Insurance exchange MarketScout reported that commercial property insurance rates climbed 8.6% in the first quarter of 2021. At the end of 2020, coverage on homes worth more than $1,000,000 brought similar increases. Depending on the location, the pain was even worse. A MarketScout spokesperson reported that homes in brushfire areas of California and hurricane-prone parts of Florida saw increases in the 20% to 30% range.
Laurie Salkin, a Florida agent with Marsh, says she’s seen renewals up 40%. “What do you even do with that?” she complained. Scott Johnson of Marindependent Insurance Services in Mill Valley, California, calls this “the hardest of markets” on the personal lines side.
In addition to premium increases, carriers are taking a variety of underwriting actions to limit their losses. Johnson says these include lowered limits, reduced geographical areas of coverage, lower capacity, reduced endorsement coverages, and non-renewals.”A significant amount of new business we are seeing is from consumers that are being non-renewed by their preferred insurer and their current agent just seems unable to handle it,” he said.
For agents, it’s time to get creative. On the commercial side, that may mean placing coverage with more than one insurer. “I am now finding it not that rare to have to use multiple insurers to provide the same amounts of coverage that used to be handled with just one provider,” Johnson says.
Knowledge is also power. Agents need to know their carriers’ general and specific underwriting appetites. Johnson advises asking many detailed questions during seminars they present. Will they consider a home within a mile of the ocean? What is their capacity for commercial property in certain California counties? Does it vary by occupancy, construction, and recent updates?
Underwriting appetites vary by carrier. After Superstorm Sandy in 2012, many carriers pulled back in areas such as New York’s Long Island. Appetites have grown and retracted, depending on events and reinsurance coverage and costs. Some carriers have been aggressive while others have tightened their guidelines.
Complete and thorough submissions increase the chances that an underwriter will accept an account. Several years’ loss information, links to prospective insureds’ websites, photos of homes, and explanations of anything unusual make the underwriter’s job easier.

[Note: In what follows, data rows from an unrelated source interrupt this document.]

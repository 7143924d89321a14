//! Connection state as seen by the rest of the client.

use std::fmt;

/// `Disconnected → Connecting → Connected → (Connecting | Disconnected)`.
#[derive(Debug, Clone, Copy, PartialEq, Eq, Default)]
pub enum ConnectionState {
    #[default]
    Disconnected,
    /// Opening transport number `attempt` (1-based) since the last success.
    Connecting { attempt: u32 },
    Connected,
}

impl ConnectionState {
    pub fn is_connected(&self) -> bool {
        matches!(self, Self::Connected)
    }
}

impl fmt::Display for ConnectionState {
    fn fmt(&self, f: &mut fmt::Formatter<'_>) -> fmt::Result {
        match self {
            Self::Disconnected => f.write_str("disconnected"),
            Self::Connecting { attempt } => write!(f, "connecting (attempt {})", attempt),
            Self::Connected => f.write_str("connected"),
        }
    }
}
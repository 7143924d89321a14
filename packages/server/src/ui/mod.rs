//! UI layer: HTTP and WebSocket surface of the server.

pub mod error;
pub mod handler;
pub mod server;
pub mod signal;
pub mod state;

pub use server::Server;
pub use state::AppState;
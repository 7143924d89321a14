//! hanashi client
//!
//! - `api`: REST calls behind the [`api::ChatApi`] trait
//! - `connection`: WebSocket lifecycle with bounded reconnection
//! - `store`: the reconciliation store that merges pushed events with REST results
//! - `formatter`, `ui`, `command`, `runner`: the interactive terminal front end

pub mod api;
pub mod command;
pub mod connection;
pub mod error;
pub mod formatter;
pub mod runner;
pub mod store;
pub mod ui;

pub use runner::{ClientConfig, run_client};
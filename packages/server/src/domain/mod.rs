//! Domain layer: entities, value objects and the interfaces the use cases depend on.

pub mod entity;
pub mod error;
pub mod presence;
pub mod repository;
pub mod value_object;

pub use entity::Message;
pub use error::{DomainError, PushError, RepositoryError, ValueObjectError};
pub use presence::{Connection, Outbox, PresenceRegistry};
pub use repository::{MessageRepository, UserRepository};
pub use value_object::{
    MessageId, MessageIdFactory, MessageText, SessionId, Timestamp, UserId,
};
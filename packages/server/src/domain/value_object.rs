//! Value objects of the messaging domain.

use std::fmt;

use uuid::Uuid;

use super::error::ValueObjectError;

/// Maximum length of a user identity.
pub const USER_ID_MAX_LEN: usize = 64;
/// Maximum length of a message text, in characters.
pub const MESSAGE_TEXT_MAX_LEN: usize = 2000;

/// Stable identity of a user; key of the presence registry.
#[derive(Debug, Clone, PartialEq, Eq, PartialOrd, Ord, Hash)]
pub struct UserId(String);

impl UserId {
    /// Create a new `UserId`.
    ///
    /// Surrounding whitespace is trimmed; the result must be non-empty, at
    /// most [`USER_ID_MAX_LEN`] bytes and contain no inner whitespace.
    pub fn new(value: String) -> Result<Self, ValueObjectError> {
        let trimmed = value.trim();
        if trimmed.is_empty() {
            return Err(ValueObjectError::UserIdEmpty);
        }
        if trimmed.len() > USER_ID_MAX_LEN {
            return Err(ValueObjectError::UserIdTooLong(trimmed.len()));
        }
        if trimmed.chars().any(char::is_whitespace) {
            return Err(ValueObjectError::UserIdInvalid(trimmed.to_string()));
        }
        Ok(Self(trimmed.to_string()))
    }

    pub fn as_str(&self) -> &str {
        &self.0
    }

    pub fn into_string(self) -> String {
        self.0
    }
}

impl TryFrom<String> for UserId {
    type Error = ValueObjectError;

    fn try_from(value: String) -> Result<Self, Self::Error> {
        Self::new(value)
    }
}

impl TryFrom<&str> for UserId {
    type Error = ValueObjectError;

    fn try_from(value: &str) -> Result<Self, Self::Error> {
        Self::new(value.to_string())
    }
}

impl fmt::Display for UserId {
    fn fmt(&self, f: &mut fmt::Formatter<'_>) -> fmt::Result {
        f.write_str(&self.0)
    }
}

/// Identifier of a stored message.
#[derive(Debug, Clone, PartialEq, Eq, PartialOrd, Ord, Hash)]
pub struct MessageId(String);

impl MessageId {
    pub fn new(value: String) -> Result<Self, ValueObjectError> {
        if value.trim().is_empty() {
            return Err(ValueObjectError::MessageIdEmpty);
        }
        Ok(Self(value))
    }

    pub fn as_str(&self) -> &str {
        &self.0
    }

    pub fn into_string(self) -> String {
        self.0
    }
}

impl TryFrom<String> for MessageId {
    type Error = ValueObjectError;

    fn try_from(value: String) -> Result<Self, Self::Error> {
        Self::new(value)
    }
}

impl fmt::Display for MessageId {
    fn fmt(&self, f: &mut fmt::Formatter<'_>) -> fmt::Result {
        f.write_str(&self.0)
    }
}

/// Generates fresh message ids (UUID v4).
pub struct MessageIdFactory;

impl MessageIdFactory {
    pub fn generate() -> MessageId {
        MessageId(Uuid::new_v4().to_string())
    }
}

/// Text body of a message.
#[derive(Debug, Clone, PartialEq, Eq)]
pub struct MessageText(String);

impl MessageText {
    /// Create a new `MessageText`; blank text and text over
    /// [`MESSAGE_TEXT_MAX_LEN`] characters are rejected.
    pub fn new(value: String) -> Result<Self, ValueObjectError> {
        if value.trim().is_empty() {
            return Err(ValueObjectError::MessageTextEmpty);
        }
        let len = value.chars().count();
        if len > MESSAGE_TEXT_MAX_LEN {
            return Err(ValueObjectError::MessageTextTooLong(len));
        }
        Ok(Self(value))
    }

    pub fn as_str(&self) -> &str {
        &self.0
    }

    pub fn into_string(self) -> String {
        self.0
    }
}

impl TryFrom<String> for MessageText {
    type Error = ValueObjectError;

    fn try_from(value: String) -> Result<Self, Self::Error> {
        Self::new(value)
    }
}

/// Unix timestamp in milliseconds (UTC).
#[derive(Debug, Clone, Copy, PartialEq, Eq, PartialOrd, Ord, Hash)]
pub struct Timestamp(i64);

impl Timestamp {
    pub fn new(millis: i64) -> Self {
        Self(millis)
    }

    pub fn value(&self) -> i64 {
        self.0
    }
}

/// Identifier of one accepted transport.
#[derive(Debug, Clone, Copy, PartialEq, Eq, Hash)]
pub struct SessionId(Uuid);

impl SessionId {
    pub fn generate() -> Self {
        Self(Uuid::new_v4())
    }
}

impl fmt::Display for SessionId {
    fn fmt(&self, f: &mut fmt::Formatter<'_>) -> fmt::Result {
        write!(f, "{}", self.0)
    }
}
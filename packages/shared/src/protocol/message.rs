//! Message object as it travels over the wire.

use std::cmp::Ordering;

use serde::{Deserialize, Serialize};

/// A direct message between two users.
///
/// `createdAt` is Unix milliseconds (UTC). At least one of `text` / `imageUrl`
/// is present on every message the server emits.
#[derive(Debug, Clone, PartialEq, Eq, Serialize, Deserialize)]
#[serde(rename_all = "camelCase")]
pub struct MessageDto {
    pub id: String,
    pub sender_id: String,
    pub receiver_id: String,
    #[serde(default, skip_serializing_if = "Option::is_none")]
    pub text: Option<String>,
    #[serde(default, skip_serializing_if = "Option::is_none")]
    pub image_url: Option<String>,
    #[serde(default)]
    pub seen: bool,
    pub created_at: i64,
}

impl MessageDto {
    /// The other party of the conversation as seen from `me`.
    pub fn peer_of(&self, me: &str) -> &str {
        if self.sender_id == me {
            &self.receiver_id
        } else {
            &self.sender_id
        }
    }

    /// Whether this message belongs to the conversation between `a` and `b`.
    pub fn is_between(&self, a: &str, b: &str) -> bool {
        (self.sender_id == a && self.receiver_id == b)
            || (self.sender_id == b && self.receiver_id == a)
    }

    /// Conversation order: `createdAt` ascending, ties broken by id.
    pub fn chronological_cmp(&self, other: &Self) -> Ordering {
        self.created_at
            .cmp(&other.created_at)
            .then_with(|| self.id.cmp(&other.id))
    }
}
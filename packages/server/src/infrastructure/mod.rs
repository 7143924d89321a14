//! Infrastructure layer: concrete implementations of the domain interfaces.
//!
//! - `presence`: presence registry
//! - `repository`: message and user stores
//! - `dto`: conversion between domain entities and wire objects

pub mod dto;
pub mod presence;
pub mod repository;
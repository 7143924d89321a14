//! Domain layer errors.

use thiserror::Error;

/// Validation errors raised when constructing value objects.
#[derive(Debug, Clone, PartialEq, Eq, Error)]
pub enum ValueObjectError {
    #[error("user id must not be empty")]
    UserIdEmpty,

    #[error("user id is too long ({0} bytes)")]
    UserIdTooLong(usize),

    #[error("user id '{0}' contains whitespace")]
    UserIdInvalid(String),

    #[error("message id must not be empty")]
    MessageIdEmpty,

    #[error("message text must not be empty")]
    MessageTextEmpty,

    #[error("message text is too long ({0} characters)")]
    MessageTextTooLong(usize),
}

/// Business rule violations on entities.
#[derive(Debug, Clone, PartialEq, Eq, Error)]
pub enum DomainError {
    /// Neither text nor image was given.
    #[error("message needs text or an image")]
    EmptyContent,

    /// Someone other than the sender tried to edit a message.
    #[error("user '{0}' is not the sender of this message")]
    NotAuthorized(String),
}

/// Data store failures.
#[derive(Debug, Clone, PartialEq, Eq, Error)]
pub enum RepositoryError {
    #[error("message '{0}' not found")]
    MessageNotFound(String),

    #[error("message '{0}' already exists")]
    DuplicateMessage(String),
}

/// Failures of a single push to one connection.
///
/// Pushes are best-effort: callers log these and move on.
#[derive(Debug, Clone, PartialEq, Eq, Error)]
pub enum PushError {
    /// The connection's outbox is full; the event was dropped.
    #[error("outbox of session '{0}' is full")]
    OutboxFull(String),

    /// The connection's writer task is gone.
    #[error("session '{0}' is closed")]
    Closed(String),
}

Johnson said agents should go beyond the questions in an ACORD application when pre-qualifying risks. Some carriers ask questions that the applications don’t. “I have one non-admitted home insurer that wants to know the ‘mesh size’ of the metal ember mesh screen,” he says. “That is not a question on any ACORD form I have seen. Asking that specific question early on can increase acceptance.”
Belonging to an agency network or cluster can also help an agent find markets. Many employ specialists who work with member agents to place difficult accounts. “Having the right (managing general agency) or cluster behind you is more important now than ever,” Johnson says.
Lastly, since agents can’t change reality, they need to prepare their customers. Newsletter articles, social media posts, blog posts and podcasts can raise awareness so customers are less likely to be surprised by market conditions. Agencies that have a plan in place, anywhere from communicating the issues to their policyholders to marketing the more challenging risks will fare better than agencies that don’t. The increase in rates for the most part means more revenues to the agency and because of this, there is a greater margin to invest in marketing and staffing to prevent your agency from losing this business.